When a cyber-attack on the European market for carbon credit trading last year resulted in the theft of 30 million euros and the closure of the EU Emissions Trading System for more than a week, it reinforced the serious threat posed by cyber-criminals to the integrity and stability of the financial sector. A recent study by the Treasury Department found that cyber-crime accounts for more revenue than international drug cartel income, running into the hundreds of billions of dollars annually
At a House Capital Markets Subcommittee hearing last week on cyber-threats to the capital markets, lawmakers heard a consistent message from the industry – collaboration and information sharing between the federal government and financial institutions must be enhanced to more effectively manage and mitigate cyber risk today. A critical step in that process involves restarting a successful but now-defunct pilot program that helped the industry thwart acts of cyber espionage.
This particular type of cyber-crime, if left unchecked, represents a significant danger to the long-term national and economic security of the United States or any nation targeted for attack. Cyber espionage is the 21st century version of the “spy vs. spy” activity that has occurred for millennia. However, it has expanded in recent years beyond attempts to steal national secrets to now include cyber theft of proprietary information from corporations or governments to gain an economic and competitive advantage over the commercial interests of that country.
The Department of Defense (DoD) and Department of Homeland Security (DHS) took steps to harden the sector’s defenses against these crimes in 2010 by establishing the Government Information Sharing Framework (GISF). It allowed for the sharing of advanced threat and attack data between the federal government and 16 financial services firms that were deemed capable of protecting highly sensitive information. The program was expanded over time to include the sharing of classified technical and analytical data on threat identification and mitigation techniques.
Under the GISF program, pilot participants gained access to a treasure trove of actionable information to search for similar threat activity in their own networks as well as contextual information to better understand the risk implications of various threats. In addition, firms could utilize previously unavailable quantifiable information to adjust assessments of cyber espionage.

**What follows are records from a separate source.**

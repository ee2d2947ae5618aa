//! Forward and inverse parametric maps for curvilinear quadrilaterals.
//!
//! A source element with corner nodes n0..n3 (counter-clockwise) is the
//! image of the unit square under the normalized bilinear map
//!
//!   X(α, β) = B(α, β) / |B(α, β)|,
//!   B(α, β) = (1-α)(1-β) n0 + α(1-β) n1 + αβ n2 + (1-α)β n3.
//!
//! The inverse map recovers (α, β) for a point on the sphere by Newton
//! iteration, measuring the residual in an orthonormal tangent basis at
//! the query point so that the 2×2 Newton system stays well conditioned.
//! The iteration itself does not range-check its result; the caller
//! decides what parametric coordinates outside [0, 1]² mean.

use crate::mesh::Node;

/// Evaluate the normalized bilinear map and its tangent derivatives.
///
/// Returns `(X, ∂X/∂α, ∂X/∂β)`; the derivatives lie in the tangent plane
/// of the sphere at X.
pub fn local_map_derivatives(corners: &[Node; 4], alpha: f64, beta: f64) -> (Node, Node, Node) {
    let [n0, n1, n2, n3] = corners;

    let mut b = Node::new(0.0, 0.0, 0.0);
    b = b.combine(1.0, n0, (1.0 - alpha) * (1.0 - beta));
    b = b.combine(1.0, n1, alpha * (1.0 - beta));
    b = b.combine(1.0, n2, alpha * beta);
    b = b.combine(1.0, n3, (1.0 - alpha) * beta);

    // ∂B/∂α = (1-β)(n1-n0) + β(n2-n3), ∂B/∂β = (1-α)(n3-n0) + α(n2-n1)
    let db_da = n1
        .combine(1.0 - beta, n0, -(1.0 - beta))
        .combine(1.0, &n2.combine(beta, n3, -beta), 1.0);
    let db_db = n3
        .combine(1.0 - alpha, n0, -(1.0 - alpha))
        .combine(1.0, &n2.combine(alpha, n1, -alpha), 1.0);

    let mag = b.magnitude();
    let x = Node::new(b.x / mag, b.y / mag, b.z / mag);

    // d(B/|B|) = (I - XXᵀ) dB / |B|
    let project = |d: &Node| {
        let radial = x.dot(d);
        Node::new(
            (d.x - radial * x.x) / mag,
            (d.y - radial * x.y) / mag,
            (d.z - radial * x.z) / mag,
        )
    };

    (x, project(&db_da), project(&db_db))
}

/// Evaluate the normalized bilinear map at (α, β).
pub fn apply_local_map(corners: &[Node; 4], alpha: f64, beta: f64) -> Node {
    let [n0, n1, n2, n3] = corners;
    let mut b = Node::new(0.0, 0.0, 0.0);
    b = b.combine(1.0, n0, (1.0 - alpha) * (1.0 - beta));
    b = b.combine(1.0, n1, alpha * (1.0 - beta));
    b = b.combine(1.0, n2, alpha * beta);
    b = b.combine(1.0, n3, (1.0 - alpha) * beta);
    b.normalized()
}

/// Orthonormal tangent basis at a unit vector.
fn tangent_basis(x: &Node) -> (Node, Node) {
    // Seed with the coordinate axis least aligned with x
    let ax = x.x.abs();
    let ay = x.y.abs();
    let az = x.z.abs();
    let seed = if ax <= ay && ax <= az {
        Node::new(1.0, 0.0, 0.0)
    } else if ay <= az {
        Node::new(0.0, 1.0, 0.0)
    } else {
        Node::new(0.0, 0.0, 1.0)
    };
    let e1 = x.cross(&seed).normalized();
    let e2 = x.cross(&e1);
    (e1, e2)
}

/// Recover the parametric coordinates of a spherical point inside a
/// curvilinear quadrilateral.
///
/// Newton iteration from the element center; converges quadratically for
/// points inside the element. The returned coordinates are raw iteration
/// output: callers must apply their own tolerance for points marginally
/// outside [0, 1]².
pub fn apply_inverse_map(corners: &[Node; 4], point: &Node) -> (f64, f64) {
    let (e1, e2) = tangent_basis(point);

    let mut alpha = 0.5;
    let mut beta = 0.5;

    for _ in 0..50 {
        let (x, xa, xb) = local_map_derivatives(corners, alpha, beta);

        let r = Node::new(x.x - point.x, x.y - point.y, x.z - point.z);
        let r1 = r.dot(&e1);
        let r2 = r.dot(&e2);

        // 2×2 Newton system in the tangent basis
        let j11 = xa.dot(&e1);
        let j12 = xb.dot(&e1);
        let j21 = xa.dot(&e2);
        let j22 = xb.dot(&e2);

        let det = j11 * j22 - j12 * j21;
        if det.abs() < 1e-30 {
            break;
        }

        let da = (r1 * j22 - r2 * j12) / det;
        let db = (r2 * j11 - r1 * j21) / det;

        alpha -= da;
        beta -= db;

        if da.abs() + db.abs() < 1e-15 {
            break;
        }
    }

    (alpha, beta)
}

Information sharing like that which occurred under the GISF program represented a critical line of defense in protecting against cyber espionage. The program drove innovative new initiatives in the industry and helped reshape the sector’s approach to assessing cyber espionage risks while prompting pilot firms, including my own organization, to revise best practices for managing threat information. It also spurred financial institutions to make significant additional investments in threat mitigation and detection capabilities that otherwise could not have been easily justified due to the lack of understanding of the risk to the sector.

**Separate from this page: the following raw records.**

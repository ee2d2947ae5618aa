//! # remap-rs
//!
//! Offline conservative remapping between unstructured meshes on the sphere.
//!
//! Given a spectral-element source mesh, a finite-volume target mesh and a
//! precomputed overlap mesh (whose faces are the geometric intersections of
//! source and target faces), this crate assembles a sparse linear operator
//! that restricts nodal source fields onto target faces while preserving
//! constants (consistency) and area-weighted integrals (conservation), with
//! an optional monotone mode that keeps all weights in [0, 1].
//!
//! Building blocks:
//! - Legendre polynomials and Gauss-Lobatto-Legendre rules
//! - Symmetric triangular quadrature in barycentric form
//! - Spherical mesh representation with geodesic face areas
//! - GLL tensor-product basis sampling and the inverse parametric map
//! - Constrained least-squares reconciliation of local weight blocks
//! - Sparse offline-map accumulation and verification

pub mod basis;
pub mod mesh;
pub mod polynomial;
pub mod quadrature;
pub mod remap;

pub use basis::{
    GllBasis, GllMetadata, apply_inverse_map, apply_local_map, generate_gll_metadata,
};
pub use mesh::{Node, SphereMesh, spherical_face_area, spherical_triangle_area};
pub use polynomial::{gauss_lobatto_points, legendre, legendre_and_derivative};
pub use quadrature::TriangularQuadratureRule;
pub use remap::{
    OfflineMap, OverlapGroup, OverlapGroups, RemapError, RemapSummary,
    enforce_consistency_conservation, remap_se_to_fv, remap_se_to_fv_low_order,
};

Unfortunately, the program was in effect terminated in December 2011, cutting off the flow of valuable information at a time when threats to the sector are increasing. Over the past six months, several financial organizations have experienced threat activity from cyber-criminals first identified to the industry through GISF reporting.
It was heartening that several members of the Committee expressed interest in exploring ways to restart the program as well as expanding it to include a broader group of financial institutions to ensure the reach and impact of this type of reporting could scale to the depth and breadth of the financial sector.

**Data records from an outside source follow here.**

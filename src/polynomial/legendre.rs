//! Legendre polynomial evaluation.
//!
//! Legendre polynomials P_n are orthogonal on [-1, 1] and satisfy the
//! three-term recurrence
//! (n+1) P_{n+1}(x) = (2n+1) x P_n(x) - n P_{n-1}(x).
//! They are the backbone of the Gauss-Lobatto point computation: the
//! interior GLL points are the roots of P'_N.

/// Evaluate P_n(x) by the three-term recurrence.
pub fn legendre(n: usize, x: f64) -> f64 {
    if n == 0 {
        return 1.0;
    }

    let mut p_prev = 1.0;
    let mut p_curr = x;

    for k in 1..n {
        let p_next = ((2 * k + 1) as f64 * x * p_curr - k as f64 * p_prev) / (k + 1) as f64;
        p_prev = p_curr;
        p_curr = p_next;
    }

    p_curr
}

/// Evaluate P_n(x) together with P'_n(x).
///
/// The derivative uses P'_n(x) = n (x P_n - P_{n-1}) / (x² - 1) away from
/// the endpoints and the closed forms P'_n(±1) = (±1)^{n+1} n(n+1)/2 there.
pub fn legendre_and_derivative(n: usize, x: f64) -> (f64, f64) {
    if n == 0 {
        return (1.0, 0.0);
    }
    if n == 1 {
        return (x, 1.0);
    }

    let mut p_prev = 1.0;
    let mut p_curr = x;

    for k in 1..n {
        let p_next = ((2 * k + 1) as f64 * x * p_curr - k as f64 * p_prev) / (k + 1) as f64;
        p_prev = p_curr;
        p_curr = p_next;
    }

    let dp = if (x - 1.0).abs() < 1e-14 {
        (n * (n + 1)) as f64 / 2.0
    } else if (x + 1.0).abs() < 1e-14 {
        let sign = if n % 2 == 0 { -1.0 } else { 1.0 };
        sign * (n * (n + 1)) as f64 / 2.0
    } else {
        n as f64 * (x * p_curr - p_prev) / (x * x - 1.0)
    };

    (p_curr, dp)
}

#[cfg(test)]
mod tests {
    use super::*;

    #[test]
    fn low_order_closed_forms() {
        let x = 0.3;
        assert!((legendre(0, x) - 1.0).abs() < 1e-14);
        assert!((legendre(1, x) - x).abs() < 1e-14);
        assert!((legendre(2, x) - (3.0 * x * x - 1.0) / 2.0).abs() < 1e-14);
        assert!((legendre(3, x) - (5.0 * x * x * x - 3.0 * x) / 2.0).abs() < 1e-14);
    }

    #[test]
    fn endpoint_values() {
        // P_n(1) = 1, P_n(-1) = (-1)^n
        for n in 0..=8 {
            assert!((legendre(n, 1.0) - 1.0).abs() < 1e-14);
            let expected = if n % 2 == 0 { 1.0 } else { -1.0 };
            assert!((legendre(n, -1.0) - expected).abs() < 1e-14);
        }
    }

    #[test]
    fn derivative_matches_finite_difference() {
        let h = 1e-6;
        for n in 1..=6 {
            for &x in &[-0.8, -0.4, 0.1, 0.6, 0.9] {
                let (_, dp) = legendre_and_derivative(n, x);
                let fd = (legendre(n, x + h) - legendre(n, x - h)) / (2.0 * h);
                assert!(
                    (dp - fd).abs() < 1e-7,
                    "n={}, x={}: dp={} fd={}",
                    n,
                    x,
                    dp,
                    fd
                );
            }
        }
    }

    #[test]
    fn derivative_at_endpoints() {
        // P'_n(±1) = (±1)^{n+1} n(n+1)/2
        for n in 1..=6 {
            let expected = (n * (n + 1)) as f64 / 2.0;
            let (_, dp) = legendre_and_derivative(n, 1.0);
            assert!((dp - expected).abs() < 1e-12);

            let sign = if n % 2 == 0 { -1.0 } else { 1.0 };
            let (_, dp) = legendre_and_derivative(n, -1.0);
            assert!((dp - sign * expected).abs() < 1e-12);
        }
    }
}
//! Spectral-element basis machinery.
//!
//! This module provides:
//! - Sampling of the GLL tensor-product basis (and its monotone variant)
//! - The forward bilinear spherical map and its Newton inverse
//! - GLL metadata generation (global node numbering and Jacobians)

mod inverse_map;
mod metadata;
mod sampling;

pub use inverse_map::{apply_inverse_map, apply_local_map, local_map_derivatives};
pub use metadata::{GllMetadata, generate_gll_metadata};
pub use sampling::GllBasis;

As the sophistication and technological means of cyber-criminals increase, the financial industry and government need to move from a static, one-size-fits-all framework to a risk-based one that incorporates the dynamic nature of the threat landscape, the individual firms in the financial sector and the global nature of the capital markets.
While the public and private sectors have taken important steps forward in recent years to enhance collaboration, a greater degree of trust and information sharing is needed to ensure that all available resources are working in concert to protect and defend the financial sector from cyber-attack. There is already much progress to build on in this area, starting foremost with restarting and expanding the GISF program.
Mark Clancy is Managing Director and Corporate Information Security Officer for The Depository Trust & Clearing Corporation (DTCC), a non-commercial cooperative that serves as the critical infrastructure for U.S. capital markets and markets globally.